La récidive tumorale est une cause majeure d’échec du régime de la résection chirurgicale du GBM. Notre protocole fournit un modèle unique de récidive du GBM pour des études de traitement local efficaces de la rechute, post-recherche. Cette technique fournit une méthode pratique et réalisable pour construire le modèle de rechute de GBM post-résection, et peut être utilisée dans diverses études sur la rechute de GBM.
Commencez par préparer l’animal. Coupez le cuir chevelu de la souris d’environ un centimètre le long de la ligne médiane sur le front droit avec des ciseaux ophtalmiques. Réglez l’appareil stéréotaxique pour vous assurer que la couture à chevrons et la pointe de fontanelle avant sont situées au même niveau.
À l’aide d’un coton-tige trempé dans du violet génie, marquez un point à un millimètre à l’avant, à 1,8 millimètre à droite et à trois millimètres de la fontanelle avant. Percez le point à l’aide d’une mini-perceuse crânienne d’un millimètre de diamètre. Créez un pore d’environ un millimètre de diamètre et un millimètre de profondeur.
Retirez le liquide céphalo-rachidien exsudé à l’aide d’un coton-tige stérile. Ensuite, aspirez cinq microlitres de suspension de cellules tumorales avec une microseringue. Alignez verticalement la pointe de l’aiguille de la microseringue avec le trou de forage du crâne et insérez jusqu’à ce que la pointe de l’aiguille pénètre dans le plan du crâne sur trois millimètres.

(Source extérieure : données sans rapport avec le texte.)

//! Translation between the on-disk layout and in-memory nodes.
//!
//! Deserializers bounds-check every field against the slice they are handed
//! and against the published tail offset, surfacing violations as corruption.
//! `serialize_path` lays out a freshly built path the way the publisher
//! appends it: each node's fixed part, its child offset words, its own leaf,
//! then the subtrees of the children written by the same transaction; children
//! of earlier versions are referenced by their existing offsets only.

use smallvec::SmallVec;
use zerocopy::{AsBytes, FromBytes};

use crate::{
    error::corruption,
    node::{Bitmap, Child, INode, LNode},
    pool::NodePool,
    repr::{
        LeU16, LeU32, LeU64, LeafHeader, MetaBlock, Metadata, NodeHeader, CHILD_PTR_LEN,
        LEAF_HEADER_LEN, META_LEN, NODE_HEADER_LEN,
    },
    Error,
};

/// Decodes the 24 byte metadata header from an exact-sized slice.
pub(crate) fn read_metadata(bytes: &[u8]) -> Result<Metadata, Error> {
    if bytes.len() != META_LEN {
        return Err(corruption!("metadata length {} != {META_LEN}", bytes.len()));
    }
    let block = MetaBlock::read_from(bytes)
        .ok_or_else(|| corruption!("metadata block failed to decode"))?;
    Ok(block.into())
}

/// Encodes the metadata header.
pub(crate) fn write_metadata(meta: Metadata) -> [u8; META_LEN] {
    let mut out = [0u8; META_LEN];
    out.copy_from_slice(MetaBlock::from(meta).as_bytes());
    out
}

/// Decodes the internal node starting at `offset`, along with its own leaf.
/// Children stay unexpanded (offset references). `limit` is the published
/// tail: every offset the node mentions must fall inside `[24, limit)`.
pub(crate) fn read_inode(bytes: &[u8], offset: u64, limit: u64) -> Result<Box<INode>, Error> {
    if offset < META_LEN as u64 || offset >= limit {
        return Err(corruption!("node offset {offset} outside [24, {limit})"));
    }
    let start = offset as usize;
    let header = bytes
        .get(start..start + NODE_HEADER_LEN)
        .and_then(NodeHeader::read_from)
        .ok_or_else(|| corruption!("node header at {offset} exceeds the view"))?;
    if header.start_offset.get() != offset {
        return Err(corruption!(
            "node at {offset} claims start {}",
            header.start_offset.get()
        ));
    }
    let bitmap = Bitmap::from_words(header.bitmap.map(|word| word.get()));
    let child_count = bitmap.len();
    let end_offset = header.end_offset.get();
    let expected_end = offset + (NODE_HEADER_LEN + child_count * CHILD_PTR_LEN) as u64 - 1;
    if end_offset != expected_end || end_offset >= limit {
        return Err(corruption!(
            "node at {offset} with {child_count} children ends at {end_offset}, expected {expected_end} < {limit}"
        ));
    }
    let words = bytes
        .get(start + NODE_HEADER_LEN..=end_offset as usize)
        .ok_or_else(|| corruption!("node child table at {offset} exceeds the view"))?;
    let mut children = SmallVec::with_capacity(child_count);
    for word in words.chunks_exact(CHILD_PTR_LEN) {
        let child_offset = u64::from_le_bytes(word.try_into().unwrap());
        if child_offset < META_LEN as u64 || child_offset >= limit {
            return Err(corruption!(
                "node at {offset} references child at {child_offset}, outside [24, {limit})"
            ));
        }
        children.push(Child::Disk(child_offset));
    }
    let leaf_offset = header.leaf_offset.get();
    if leaf_offset != end_offset + 1 {
        return Err(corruption!(
            "node at {offset} places its leaf at {leaf_offset}, expected {}",
            end_offset + 1
        ));
    }
    let leaf = read_lnode(bytes, leaf_offset, limit)?;
    Ok(Box::new(INode {
        version: header.version.get(),
        start_offset: offset,
        end_offset,
        bitmap,
        leaf,
        children,
    }))
}

/// Decodes the leaf node starting at `offset`.
pub(crate) fn read_lnode(bytes: &[u8], offset: u64, limit: u64) -> Result<Box<LNode>, Error> {
    if offset < META_LEN as u64 || offset >= limit {
        return Err(corruption!("leaf offset {offset} outside [24, {limit})"));
    }
    let start = offset as usize;
    let header = bytes
        .get(start..start + LEAF_HEADER_LEN)
        .and_then(LeafHeader::read_from)
        .ok_or_else(|| corruption!("leaf header at {offset} exceeds the view"))?;
    if header.start_offset.get() != offset {
        return Err(corruption!(
            "leaf at {offset} claims start {}",
            header.start_offset.get()
        ));
    }
    let end_offset = header.end_offset.get();
    if end_offset < offset + LEAF_HEADER_LEN as u64 - 1 || end_offset >= limit {
        return Err(corruption!(
            "leaf at {offset} ends at {end_offset}, outside [{}, {limit})",
            offset + LEAF_HEADER_LEN as u64 - 1
        ));
    }
    let total = (end_offset - offset + 1) as usize;
    let key_len = usize::from(header.key_len.get());
    if LEAF_HEADER_LEN + key_len > total {
        return Err(corruption!(
            "leaf at {offset} claims a {key_len} byte key in a {total} byte frame"
        ));
    }
    let payload = bytes
        .get(start + LEAF_HEADER_LEN..start + total)
        .ok_or_else(|| corruption!("leaf payload at {offset} exceeds the view"))?;
    Ok(Box::new(LNode {
        version: header.version.get(),
        start_offset: offset,
        end_offset,
        key: payload[..key_len].to_vec(),
        value: payload[key_len..].to_vec(),
    }))
}

/// Serialized length of a freshly built subtree: this node, its leaf, and
/// every same-transaction child below it.
fn subtree_len(node: &INode) -> u64 {
    let mut total = node.fixed_len() + node.leaf.disk_len();
    for child in &node.children {
        if let Child::Mem(child) = child {
            total += subtree_len(child);
        }
    }
    total
}

/// Serializes the path rooted at `root` as it will appear in the file
/// starting at `start_offset`, consuming the path and recycling its nodes.
pub(crate) fn serialize_path(root: Box<INode>, start_offset: u64, pool: &NodePool) -> Vec<u8> {
    let mut out = Vec::with_capacity(subtree_len(&root) as usize);
    emit_subtree(root, start_offset, pool, &mut out);
    out
}

fn emit_subtree(mut node: Box<INode>, offset: u64, pool: &NodePool, out: &mut Vec<u8>) {
    node.start_offset = offset;
    node.end_offset = offset + node.fixed_len() - 1;
    node.leaf.start_offset = node.end_offset + 1;
    node.leaf.end_offset = node.leaf.start_offset + node.leaf.disk_len() - 1;

    let mut bitmap_words = [LeU32::new(0); 8];
    for (word, value) in bitmap_words.iter_mut().zip(node.bitmap.words()) {
        *word = LeU32::new(*value);
    }
    let header = NodeHeader {
        version: LeU64::new(node.version),
        start_offset: LeU64::new(node.start_offset),
        end_offset: LeU64::new(node.end_offset),
        bitmap: bitmap_words,
        leaf_offset: LeU64::new(node.leaf.start_offset),
    };
    out.extend_from_slice(header.as_bytes());

    // child words; in-path children land inline right after the leaf
    let mut inline_lens: SmallVec<[u64; 4]> = SmallVec::new();
    let mut next = node.leaf.end_offset + 1;
    for child in &node.children {
        match child {
            Child::Disk(child_offset) => out.extend_from_slice(&child_offset.to_le_bytes()),
            Child::Mem(child) => {
                debug_assert_eq!(child.version, node.version);
                out.extend_from_slice(&next.to_le_bytes());
                let len = subtree_len(child);
                inline_lens.push(len);
                next += len;
            }
        }
    }

    emit_leaf(&node.leaf, out);

    let mut next = node.leaf.end_offset + 1;
    let mut inline_lens = inline_lens.into_iter();
    for child in std::mem::take(&mut node.children) {
        if let Child::Mem(child) = child {
            emit_subtree(child, next, pool, out);
            next += inline_lens.next().unwrap_or(0);
        }
    }

    pool.release_internal(node);
}

fn emit_leaf(leaf: &LNode, out: &mut Vec<u8>) {
    let header = LeafHeader {
        version: LeU64::new(leaf.version),
        start_offset: LeU64::new(leaf.start_offset),
        end_offset: LeU64::new(leaf.end_offset),
        key_len: LeU16::new(leaf.key.len() as u16),
    };
    out.extend_from_slice(header.as_bytes());
    out.extend_from_slice(&leaf.key);
    out.extend_from_slice(&leaf.value);
}

/// Serializes a standalone node, used for compaction rebuilds where the
/// child offsets are already final.
pub(crate) fn write_node(
    node: &INode,
    child_offsets: &[u64],
    out: &mut Vec<u8>,
) {
    debug_assert_eq!(node.children.len(), child_offsets.len());
    let mut bitmap_words = [LeU32::new(0); 8];
    for (word, value) in bitmap_words.iter_mut().zip(node.bitmap.words()) {
        *word = LeU32::new(*value);
    }
    let header = NodeHeader {
        version: LeU64::new(node.version),
        start_offset: LeU64::new(node.start_offset),
        end_offset: LeU64::new(node.end_offset),
        bitmap: bitmap_words,
        leaf_offset: LeU64::new(node.leaf.start_offset),
    };
    out.extend_from_slice(header.as_bytes());
    for child_offset in child_offsets {
        out.extend_from_slice(&child_offset.to_le_bytes());
    }
    emit_leaf(&node.leaf, out);
}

Ensuite, rétractez l’aiguille de 0,5 millimètre. Ouvrez la microseringue et injectez la solution à une vitesse d’un microlitre par minute. Conserver l’aiguille pendant 10 minutes après l’injection.

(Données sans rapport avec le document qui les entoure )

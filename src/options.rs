use std::{
    fmt,
    path::{Path, PathBuf},
};

use triomphe::Arc;

use crate::{pool::DEFAULT_POOL_SIZE, repr::Metadata, Error};

/// Compaction trigger predicate, evaluated against the metadata after each
/// successful publication. Returning `true` schedules a compaction.
pub type CompactTriggerFn = Box<dyn Fn(&Metadata) -> bool + Send + Sync + 'static>;

/// Version threshold of the default compaction trigger.
pub(crate) const DEFAULT_COMPACT_VERSION: u64 = 1_000_000;

/// Options for opening a [`crate::Store`].
#[derive(Clone)]
#[non_exhaustive]
pub struct StoreOptions {
    pub(crate) path: PathBuf,
    pub(crate) filename: String,
    /// Soft cap on the number of internal and leaf nodes retained by the
    /// recycling pools.
    ///
    /// Default: `1_000_000`
    pub node_pool_size: usize,
    /// Disables compaction entirely; the file only ever grows.
    ///
    /// Default: `false`
    pub append_only: bool,
    /// Compaction trigger predicate; `None` uses the default trigger, which
    /// fires once the published version reaches 10⁶.
    pub(crate) compact_trigger: Option<Arc<CompactTriggerFn>>,
}

impl fmt::Debug for StoreOptions {
    fn fmt(&self, f: &mut fmt::Formatter<'_>) -> fmt::Result {
        f.debug_struct("StoreOptions")
            .field("path", &self.path)
            .field("filename", &self.filename)
            .field("node_pool_size", &self.node_pool_size)
            .field("append_only", &self.append_only)
            .field(
                "compact_trigger",
                &self.compact_trigger.as_ref().map(Arc::as_ptr),
            )
            .finish()
    }
}

impl StoreOptions {
    /// Creates options for a store in directory `path` with the given base
    /// file name. The directory is created on open if it doesn't exist.
    pub fn new(path: impl AsRef<Path>, filename: impl Into<String>) -> Self {
        StoreOptions {
            path: path.as_ref().to_path_buf(),
            filename: filename.into(),
            node_pool_size: DEFAULT_POOL_SIZE,
            append_only: false,
            compact_trigger: None,
        }
    }

    /// Sets (or clears) the compaction trigger predicate.
    pub fn set_compact_trigger(&mut self, trigger: Option<CompactTriggerFn>) {
        self.compact_trigger = trigger.map(Arc::new);
    }

    pub(crate) fn validate(&self) -> Result<(), Error> {
        if self.filename.is_empty() {
            return Err(Error::validation("filename must not be empty"));
        }
        if self.filename.contains(std::path::is_separator) {
            return Err(Error::validation(
                "filename must not contain path separators",
            ));
        }
        Ok(())
    }

    /// Whether a compaction should be scheduled for this metadata snapshot.
    pub(crate) fn should_compact(&self, meta: &Metadata) -> bool {
        if self.append_only {
            return false;
        }
        match &self.compact_trigger {
            Some(trigger) => trigger(meta),
            None => meta.version >= DEFAULT_COMPACT_VERSION,
        }
    }

    /// Path of the primary store file.
    pub(crate) fn primary_path(&self) -> PathBuf {
        self.path.join(&self.filename)
    }

    /// Path of the transient compaction output file.
    pub(crate) fn temp_path(&self) -> PathBuf {
        self.path.join(format!("{}temp", self.filename))
    }

    /// Path of the transient compaction swap name.
    pub(crate) fn swap_path(&self) -> PathBuf {
        self.path.join(format!("{}swap", self.filename))
    }
}

#[cfg(test)]
mod tests {
    use super::*;

    #[test]
    fn validation() {
        assert!(StoreOptions::new("/tmp", "data").validate().is_ok());
        assert!(StoreOptions::new("/tmp", "").validate().is_err());
        assert!(StoreOptions::new("/tmp", "a/b").validate().is_err());
    }

    #[test]
    fn trigger_defaults() {
        let mut opts = StoreOptions::new("/tmp", "data");
        let mut meta = Metadata {
            version: DEFAULT_COMPACT_VERSION - 1,
            root_offset: 24,
            next_free: 114,
        };
        assert!(!opts.should_compact(&meta));
        meta.version += 1;
        assert!(opts.should_compact(&meta));

        opts.set_compact_trigger(Some(Box::new(|m| m.next_free > 1000)));
        assert!(!opts.should_compact(&meta));
        meta.next_free = 2000;
        assert!(opts.should_compact(&meta));

        opts.append_only = true;
        assert!(!opts.should_compact(&meta));
    }
}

Ensuite, retirez lentement la microseringue et appuyez sur le point d’injection avec une boule de coton stérile et sèche. Suturer le cuir chevelu avec une suture chirurgicale 10-0 non résorbable et désinfecter l’incision. Surveillez la santé de l’animal et gardez-le au chaud.

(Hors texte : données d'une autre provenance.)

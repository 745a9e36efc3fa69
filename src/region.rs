//! The memory-mapped region backing one store file.
//!
//! The region owns the file handle and the current raw byte view. Growth
//! truncates the file to the next size step and remaps; flushes are page
//! aligned and may cover sub-ranges. Callers coordinate access externally:
//! readers and writers share the view, a resize or compaction excludes
//! everyone (the store wraps the region in a reader/writer lock).

use std::{
    fmt,
    fs::{File, OpenOptions},
    path::{Path, PathBuf},
    sync::atomic::{AtomicU64, Ordering},
};

use memmap2::MmapRaw;

use crate::{
    codec,
    error::corruption,
    repr::{
        Metadata, LEAF_HEADER_LEN, META_LEN, META_NEXT_FREE_AT, META_ROOT_AT, META_VERSION_AT,
        NODE_HEADER_LEN,
    },
    Error,
};

/// Size of a freshly created file.
pub(crate) const INITIAL_REGION_LEN: u64 = 64 * 1024 * 1024;
/// Doubling stops here; later growth adds this much per step.
pub(crate) const MAX_GROWTH_STEP: u64 = 1024 * 1024 * 1024;

fn os_page_size() -> u64 {
    #[cfg(unix)]
    {
        use std::sync::OnceLock;
        static PAGE: OnceLock<u64> = OnceLock::new();
        *PAGE.get_or_init(|| unsafe { libc::sysconf(libc::_SC_PAGESIZE).max(1) as u64 })
    }
    #[cfg(not(unix))]
    {
        4096
    }
}

/// The next file length after growing a region of length `len`.
pub(crate) fn next_region_len(len: u64) -> u64 {
    if len == 0 {
        INITIAL_REGION_LEN
    } else if len >= MAX_GROWTH_STEP {
        len + MAX_GROWTH_STEP
    } else {
        len * 2
    }
}

pub(crate) struct MappedRegion {
    file: File,
    path: PathBuf,
    map: MmapRaw,
}

impl fmt::Debug for MappedRegion {
    fn fmt(&self, f: &mut fmt::Formatter<'_>) -> fmt::Result {
        f.debug_struct("MappedRegion")
            .field("path", &self.path)
            .field("len", &self.map.len())
            .finish()
    }
}

impl MappedRegion {
    /// Opens (or creates) the store file at `path` and maps it. A fresh file
    /// is sized to [`INITIAL_REGION_LEN`] before mapping. Returns the region
    /// and whether the file was newly created.
    pub fn open(path: &Path) -> Result<(Self, bool), Error> {
        let file = OpenOptions::new()
            .read(true)
            .write(true)
            .create(true)
            .truncate(false)
            .open(path)?;
        let created = file.metadata()?.len() == 0;
        if created {
            file.set_len(INITIAL_REGION_LEN)?;
        }
        let map = MmapRaw::map_raw(&file)?;
        if map.len() < META_LEN {
            return Err(corruption!(
                "existing file {path:?} is shorter than the metadata header"
            ));
        }
        Ok((
            MappedRegion {
                file,
                path: path.to_path_buf(),
                map,
            },
            created,
        ))
    }

    /// Creates a fresh region at `path`, discarding any previous contents.
    /// Used for the compaction temp file.
    pub fn create(path: &Path) -> Result<Self, Error> {
        let file = OpenOptions::new()
            .read(true)
            .write(true)
            .create(true)
            .truncate(true)
            .open(path)?;
        file.set_len(INITIAL_REGION_LEN)?;
        let map = MmapRaw::map_raw(&file)?;
        Ok(MappedRegion {
            file,
            path: path.to_path_buf(),
            map,
        })
    }

    #[inline]
    pub fn path(&self) -> &Path {
        &self.path
    }

    /// Length of the current view in bytes.
    #[inline]
    pub fn len(&self) -> u64 {
        self.map.len() as u64
    }

    /// Current length of the backing file.
    pub fn file_len(&self) -> Result<u64, Error> {
        Ok(self.file.metadata()?.len())
    }

    /// Grows the file one size step. The caller must hold the region
    /// exclusively.
    pub fn grow(&mut self) -> Result<u64, Error> {
        self.grow_to(self.len() + 1)
    }

    /// Grows the file through as many size steps as needed to reach at least
    /// `min` bytes, then remaps. No-op if the region is already large enough.
    pub fn grow_to(&mut self, min: u64) -> Result<u64, Error> {
        let mut target = self.len();
        if target >= min {
            return Ok(target);
        }
        while target < min {
            target = next_region_len(target);
        }
        self.map.flush()?;
        self.file.set_len(target)?;
        self.map = MmapRaw::map_raw(&self.file)?;
        debug_assert_eq!(self.len(), target);
        Ok(target)
    }

    /// Flushes `[start, end)` to the file, with `start` rounded down to the
    /// OS page. Safe to call with an empty range.
    pub fn flush_range(&self, start: u64, end: u64) -> Result<(), Error> {
        let end = end.min(self.len());
        let start = start & !(os_page_size() - 1);
        if start >= end {
            return Ok(());
        }
        self.map.flush_range(start as usize, (end - start) as usize)?;
        Ok(())
    }

    /// Flushes the whole view to the file.
    pub fn flush_all(&self) -> Result<(), Error> {
        self.map.flush()?;
        Ok(())
    }

    /// The full byte view of the region.
    ///
    /// Safety of the shared slice: the only concurrent mutation is the
    /// publisher appending at `[E, E')`, a range no reader dereferences
    /// before the root offset pointing into it is published (which happens
    /// after the copy completes). Resizes and compaction replace the map
    /// only while holding the region exclusively.
    #[inline]
    pub fn bytes(&self) -> &[u8] {
        unsafe { std::slice::from_raw_parts(self.map.as_ptr(), self.map.len()) }
    }

    /// Copies `data` into the view at `offset`. Only the publisher and the
    /// initializer write here, always above the published next-free offset.
    pub fn write_at(&self, offset: u64, data: &[u8]) -> Result<(), Error> {
        let end = offset
            .checked_add(data.len() as u64)
            .ok_or_else(|| corruption!("write range overflows at offset {offset}"))?;
        if end > self.len() {
            return Err(corruption!(
                "write of {} bytes at {offset} past mapped length {}",
                data.len(),
                self.len()
            ));
        }
        // Safety: in bounds per the check above; see `bytes` for the aliasing
        // discipline.
        unsafe {
            std::ptr::copy_nonoverlapping(
                data.as_ptr(),
                self.map.as_mut_ptr().add(offset as usize),
                data.len(),
            );
        }
        Ok(())
    }

    fn meta_word(&self, at: usize) -> &AtomicU64 {
        debug_assert!(at + 8 <= META_LEN && at % 8 == 0);
        // Safety: the map is at least META_LEN bytes (it is never below the
        // initial region size), page aligned, and lives as long as `self`.
        unsafe { AtomicU64::from_ptr(self.map.as_mut_ptr().add(at) as *mut u64) }
    }

    /// The version word of the metadata header.
    #[inline]
    pub fn version_word(&self) -> &AtomicU64 {
        self.meta_word(META_VERSION_AT)
    }

    /// The root offset word of the metadata header.
    #[inline]
    pub fn root_word(&self) -> &AtomicU64 {
        self.meta_word(META_ROOT_AT)
    }

    /// The next-free (append tail) word of the metadata header.
    #[inline]
    pub fn next_free_word(&self) -> &AtomicU64 {
        self.meta_word(META_NEXT_FREE_AT)
    }

    /// Loads a consistent snapshot of the metadata trio: the three words are
    /// re-read until the version did not move in between.
    pub fn load_metadata(&self) -> Metadata {
        loop {
            let version = self.version_word().load(Ordering::Acquire);
            let root_offset = self.root_word().load(Ordering::Acquire);
            let next_free = self.next_free_word().load(Ordering::Acquire);
            if self.version_word().load(Ordering::Acquire) == version {
                return Metadata {
                    version,
                    root_offset,
                    next_free,
                };
            }
        }
    }

    /// Stores all three metadata words. Only used at file initialization and
    /// by the compactor, both of which hold the region exclusively.
    pub fn store_metadata(&self, meta: Metadata) {
        self.version_word().store(meta.version, Ordering::Release);
        self.root_word().store(meta.root_offset, Ordering::Release);
        self.next_free_word()
            .store(meta.next_free, Ordering::Release);
    }

    /// Validates the metadata of an existing file against the basic layout
    /// invariants before the store starts trusting it.
    pub fn validate_metadata(&self) -> Result<Metadata, Error> {
        let meta = codec::read_metadata(&self.bytes()[..META_LEN])?;
        let min_root_end = (META_LEN + NODE_HEADER_LEN + LEAF_HEADER_LEN) as u64;
        if meta.root_offset < META_LEN as u64
            || meta.next_free < meta.root_offset.saturating_add(min_root_end - META_LEN as u64)
            || meta.next_free > self.len()
        {
            return Err(corruption!(
                "inconsistent metadata header: {meta:?} (mapped length {})",
                self.len()
            ));
        }
        Ok(meta)
    }

    /// Swaps the compacted `temp_path` file in as the live file, using
    /// `swap_path` as the intermediate name, then reopens and remaps. The
    /// caller must hold the region exclusively and have synced the temp file.
    pub fn swap_in(&mut self, temp_path: &Path, swap_path: &Path) -> Result<(), Error> {
        self.map.flush()?;
        std::fs::rename(&self.path, swap_path)?;
        if let Err(err) = std::fs::rename(temp_path, &self.path) {
            // put the live file back before surfacing the error
            let _ = std::fs::rename(swap_path, &self.path);
            return Err(err.into());
        }
        let file = OpenOptions::new().read(true).write(true).open(&self.path)?;
        let map = MmapRaw::map_raw(&file)?;
        self.file = file;
        self.map = map;
        std::fs::remove_file(swap_path)?;
        Ok(())
    }
}

#[cfg(test)]
mod tests {
    use super::*;

    fn region() -> (tempfile::TempDir, MappedRegion) {
        let dir = tempfile::tempdir().unwrap();
        let (region, created) = MappedRegion::open(&dir.path().join("data")).unwrap();
        assert!(created);
        (dir, region)
    }

    #[test]
    fn growth_policy() {
        const MIB: u64 = 1024 * 1024;
        assert_eq!(next_region_len(0), 64 * MIB);
        assert_eq!(next_region_len(64 * MIB), 128 * MIB);
        assert_eq!(next_region_len(512 * MIB), 1024 * MIB);
        assert_eq!(next_region_len(1024 * MIB), 2048 * MIB);
        assert_eq!(next_region_len(2048 * MIB), 3072 * MIB);
    }

    #[test]
    fn write_read_and_metadata() {
        let (_dir, region) = region();
        assert_eq!(region.len(), INITIAL_REGION_LEN);
        region.write_at(100, b"abcdef").unwrap();
        assert_eq!(&region.bytes()[100..106], b"abcdef");
        assert!(region.write_at(region.len() - 3, b"abcdef").is_err());

        let meta = Metadata {
            version: 9,
            root_offset: 24,
            next_free: 400,
        };
        region.store_metadata(meta);
        assert_eq!(region.load_metadata(), meta);
        region.flush_range(0, META_LEN as u64).unwrap();
        region.flush_range(0, 0).unwrap();
    }

    #[test]
    fn grow_remaps_and_keeps_contents() {
        let (_dir, mut region) = region();
        region.write_at(24, b"sticky").unwrap();
        let grown = region.grow().unwrap();
        assert_eq!(grown, 2 * INITIAL_REGION_LEN);
        assert_eq!(region.file_len().unwrap(), grown);
        assert_eq!(&region.bytes()[24..30], b"sticky");
        // already large enough, not grown further
        assert_eq!(region.grow_to(1024).unwrap(), grown);
    }

    #[test]
    fn validate_rejects_bad_headers() {
        let (_dir, region) = region();
        region.store_metadata(Metadata {
            version: 0,
            root_offset: 8,
            next_free: 200,
        });
        assert!(region.validate_metadata().is_err());
        region.store_metadata(Metadata {
            version: 0,
            root_offset: 24,
            next_free: region.len() + 1,
        });
        assert!(region.validate_metadata().is_err());
        region.store_metadata(Metadata {
            version: 0,
            root_offset: 24,
            next_free: 114,
        });
        assert!(region.validate_metadata().is_ok());
    }
}
//! Online compaction: rebuild the live version into a fresh file.
//!
//! Every publication appends a new path, so superseded nodes accumulate
//! until the file is mostly history. When the trigger predicate fires, the
//! compactor walks the tree reachable from the current root, writes each
//! node into a temp file at version 0, and swaps the temp file in as the
//! live one while holding the region exclusively. Writers and readers are
//! parked on the resize flag and the region lock for the duration.
//!
//! Failures leave the original file untouched: the temp file is removed,
//! the error logged, and no retry is attempted until the trigger fires
//! again.

use std::sync::atomic::Ordering;
use std::thread;

use triomphe::Arc;

use crate::{
    codec,
    error::corruption,
    node::INode,
    region::MappedRegion,
    repr::{Metadata, INIT_ROOT_OFFSET},
    store::StoreInner,
    Error,
};

pub(crate) fn compactor_loop(inner: Arc<StoreInner>) {
    while inner.compact_signal.wait() {
        if inner.is_closed() {
            break;
        }
        match run(&inner) {
            Ok(meta) => info!(
                "compaction complete, live set rebuilt into {} tail bytes",
                meta.next_free
            ),
            Err(Error::StoreClosed) => break,
            Err(err) => error!("compaction failed: {err}"),
        }
    }
}

fn run(inner: &StoreInner) -> Result<Metadata, Error> {
    // own the resize flag for the whole rebuild so no grow interleaves and
    // entrants stop queueing on the region lock
    while inner
        .resizing
        .compare_exchange(false, true, Ordering::AcqRel, Ordering::Acquire)
        .is_err()
    {
        if inner.is_closed() {
            return Err(Error::StoreClosed);
        }
        thread::yield_now();
    }
    let result = run_exclusive(inner);
    inner.resizing.store(false, Ordering::Release);
    result
}

fn run_exclusive(inner: &StoreInner) -> Result<Metadata, Error> {
    let mut region = inner.region.write();
    let meta = region.load_metadata();
    let temp_path = inner.opts.temp_path();
    let swap_path = inner.opts.swap_path();
    debug!(
        "compacting version {} ({} tail bytes) into {temp_path:?}",
        meta.version, meta.next_free
    );

    let result = (|| {
        let mut temp = MappedRegion::create(&temp_path)?;
        let root = codec::read_inode(region.bytes(), meta.root_offset, meta.next_free)?;
        let next_free = rebuild(region.bytes(), meta.next_free, &mut temp, root, INIT_ROOT_OFFSET)?;
        temp.store_metadata(Metadata {
            version: 0,
            root_offset: INIT_ROOT_OFFSET,
            next_free,
        });
        temp.flush_all()?;
        drop(temp);
        region.swap_in(&temp_path, &swap_path)?;
        region.validate_metadata()
    })();
    if result.is_err() {
        let _ = std::fs::remove_file(&temp_path);
    }
    result
}

/// Writes the subtree rooted at `node` into the temp region at `offset`,
/// children laid out depth-first after the node's own leaf, every version
/// reset to 0. Returns the offset right past the subtree.
fn rebuild(
    src: &[u8],
    src_limit: u64,
    temp: &mut MappedRegion,
    mut node: Box<INode>,
    offset: u64,
) -> Result<u64, Error> {
    node.version = 0;
    node.leaf.version = 0;
    node.start_offset = offset;
    node.end_offset = offset + node.fixed_len() - 1;
    node.leaf.start_offset = node.end_offset + 1;
    node.leaf.end_offset = node.leaf.start_offset + node.leaf.disk_len() - 1;

    let mut next = node.leaf.end_offset + 1;
    let mut child_offsets = Vec::with_capacity(node.children.len());
    for child in &node.children {
        let Some(child_offset) = child.disk_offset() else {
            return Err(corruption!("published tree contains an in-memory child"));
        };
        let child_node = codec::read_inode(src, child_offset, src_limit)?;
        child_offsets.push(next);
        next = rebuild(src, src_limit, temp, child_node, next)?;
    }

    temp.grow_to(node.leaf.end_offset + 1)?;
    let mut bytes = Vec::with_capacity((node.fixed_len() + node.leaf.disk_len()) as usize);
    codec::write_node(&node, &child_offsets, &mut bytes);
    temp.write_at(offset, &bytes)?;
    Ok(next)
}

Une fois la souris réveillée, replacez-la dans la cage du logement. 10 jours après le port de la tumeur, détecter la tumeur transplantée. Pour cela, injectez la souris par voie intrapéritonéale avec de la fluorescéine de potassium, et 11 secondes plus tard, imagez la souris avec un système d’imagerie bioluminescente in vivo.
Séparez le tissu du cuir chevelu et le crâne et vérifiez le trou de forage utilisé pour construire le modèle orthotopique intracrânien GBM. Si le trou a guéri, identifiez-le à l’aide d’un appareil stéréotaxique et percez-le comme indiqué précédemment. Étendez le diamètre total à cinq millimètres avec une perceuse crânienne et retirez le liquide céphalo-rachidien exsudé avec un coton-tige stérile.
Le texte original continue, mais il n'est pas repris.